Problem statement =>
Give back all of the data, word for word.
#### Given entries ####
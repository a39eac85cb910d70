//! `getType` entry point.
//!
//! Reflective queries are rewritten at compile time into one of the
//! [`TypeRequest`] forms. A query that reaches the runtime unprocessed is an
//! error, never a guess.

use crate::error::RuntimeError;
use crate::store::{MetadataStore, global_store};
use crate::types::Type;
use std::sync::Arc;
use tsr_common::{TypeDescription, TypeId};

#[derive(Clone, Debug, PartialEq)]
pub enum TypeRequest {
    /// Look up a registered type.
    Id(TypeId),
    /// Build from a description; register it when an id is given.
    Description {
        description: TypeDescription,
        id: Option<TypeId>,
    },
    /// The call site was never rewritten.
    Unprocessed,
}

impl From<TypeId> for TypeRequest {
    fn from(id: TypeId) -> Self {
        TypeRequest::Id(id)
    }
}

impl From<TypeDescription> for TypeRequest {
    fn from(description: TypeDescription) -> Self {
        TypeRequest::Description {
            description,
            id: None,
        }
    }
}

/// Answer a request against the process store.
pub fn get_type(request: impl Into<TypeRequest>) -> Result<Arc<Type>, RuntimeError> {
    get_type_in(global_store().as_ref(), request)
}

pub fn get_type_in(
    store: &dyn MetadataStore,
    request: impl Into<TypeRequest>,
) -> Result<Arc<Type>, RuntimeError> {
    match request.into() {
        TypeRequest::Id(id) => store.resolve(id),
        TypeRequest::Description {
            description,
            id: Some(id),
        } => Ok(store.set(id, &description)),
        TypeRequest::Description {
            description,
            id: None,
        } => Ok(store.wrap(&description)),
        TypeRequest::Unprocessed => Err(RuntimeError::NotTransformed),
    }
}
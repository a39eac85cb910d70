use super::MetadataStore;
use super::table::TypeTable;
use crate::lazy::TypeThunk;
use crate::types::Type;
use once_cell::sync::OnceCell;
use std::sync::Arc;
use tracing::debug;
use tsr_common::{TypeDescription, TypeId};

/// Well-known process slot. The first store to initiate it owns the table;
/// every later handle attaches to the same one.
static PROCESS_SLOT: OnceCell<Arc<TypeTable>> = OnceCell::new();

/// Handle onto the process-wide table.
#[derive(Clone)]
pub struct ProcessMetadataStore {
    table: Arc<TypeTable>,
}

impl ProcessMetadataStore {
    /// Attach to the process slot, creating its table on first use.
    pub fn initiate() -> Self {
        let table = PROCESS_SLOT.get_or_init(|| {
            debug!("ProcessMetadataStore::initiate - creating process table");
            Arc::new(TypeTable::new())
        });
        Self {
            table: Arc::clone(table),
        }
    }

    /// Whether some handle already initiated the process table.
    pub fn is_initiated() -> bool {
        PROCESS_SLOT.get().is_some()
    }
}

impl Default for ProcessMetadataStore {
    fn default() -> Self {
        Self::initiate()
    }
}

impl MetadataStore for ProcessMetadataStore {
    fn name(&self) -> &'static str {
        "process"
    }

    fn get(&self, id: TypeId) -> Option<Arc<Type>> {
        self.table.get(id)
    }

    fn get_lazy(&self, id: TypeId) -> TypeThunk {
        Box::new(move || PROCESS_SLOT.get()?.get(id))
    }

    fn set(&self, id: TypeId, description: &TypeDescription) -> Arc<Type> {
        self.table.insert(id, description, self)
    }

    fn wrap(&self, description: &TypeDescription) -> Arc<Type> {
        Arc::new(Type::from_description(description, self))
    }

    fn len(&self) -> usize {
        self.table.len()
    }
}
####
Output below =>
repository a39eac85cb910d70
//! `getType` entry point.
//!
//! Reflective queries are rewritten at compile time into one of the
//! [`TypeRequest`] forms. A query that reaches the runtime unprocessed is an
//! error, never a guess.

use crate::error::RuntimeError;
use crate::store::{MetadataStore, global_store};
use crate::types::Type;
use std::sync::Arc;
use tsr_common::{TypeDescription, TypeId};

#[derive(Clone, Debug, PartialEq)]
pub enum TypeRequest {
    /// Look up a registered type.
    Id(TypeId),
    /// Build from a description; register it when an id is given.
    Description {
        description: TypeDescription,
        id: Option<TypeId>,
    },
    /// The call site was never rewritten.
    Unprocessed,
}

impl From<TypeId> for TypeRequest {
    fn from(id: TypeId) -> Self {
        TypeRequest::Id(id)
    }
}

impl From<TypeDescription> for TypeRequest {
    fn from(description: TypeDescription) -> Self {
        TypeRequest::Description {
            description,
            id: None,
        }
    }
}

/// Answer a request against the process store.
pub fn get_type(request: impl Into<TypeRequest>) -> Result<Arc<Type>, RuntimeError> {
    get_type_in(global_store().as_ref(), request)
}

pub fn get_type_in(
    store: &dyn MetadataStore,
    request: impl Into<TypeRequest>,
) -> Result<Arc<Type>, RuntimeError> {
    match request.into() {
        TypeRequest::Id(id) => store.resolve(id),
        TypeRequest::Description {
            description,
            id: Some(id),
        } => Ok(store.set(id, &description)),
        TypeRequest::Description {
            description,
            id: None,
        } => Ok(store.wrap(&description)),
        TypeRequest::Unprocessed => Err(RuntimeError::NotTransformed),
    }
}
repository a39eac85cb910d70
use super::MetadataStore;
use super::table::TypeTable;
use crate::lazy::TypeThunk;
use crate::types::Type;
use once_cell::sync::OnceCell;
use std::sync::Arc;
use tracing::debug;
use tsr_common::{TypeDescription, TypeId};

/// Well-known process slot. The first store to initiate it owns the table;
/// every later handle attaches to the same one.
static PROCESS_SLOT: OnceCell<Arc<TypeTable>> = OnceCell::new();

/// Handle onto the process-wide table.
#[derive(Clone)]
pub struct ProcessMetadataStore {
    table: Arc<TypeTable>,
}

impl ProcessMetadataStore {
    /// Attach to the process slot, creating its table on first use.
    pub fn initiate() -> Self {
        let table = PROCESS_SLOT.get_or_init(|| {
            debug!("ProcessMetadataStore::initiate - creating process table");
            Arc::new(TypeTable::new())
        });
        Self {
            table: Arc::clone(table),
        }
    }

    /// Whether some handle already initiated the process table.
    pub fn is_initiated() -> bool {
        PROCESS_SLOT.get().is_some()
    }
}

impl Default for ProcessMetadataStore {
    fn default() -> Self {
        Self::initiate()
    }
}

impl MetadataStore for ProcessMetadataStore {
    fn name(&self) -> &'static str {
        "process"
    }

    fn get(&self, id: TypeId) -> Option<Arc<Type>> {
        self.table.get(id)
    }

    fn get_lazy(&self, id: TypeId) -> TypeThunk {
        Box::new(move || PROCESS_SLOT.get()?.get(id))
    }

    fn set(&self, id: TypeId, description: &TypeDescription) -> Arc<Type> {
        self.table.insert(id, description, self)
    }

    fn wrap(&self, description: &TypeDescription) -> Arc<Type> {
        Arc::new(Type::from_description(description, self))
    }

    fn len(&self) -> usize {
        self.table.len()
    }
}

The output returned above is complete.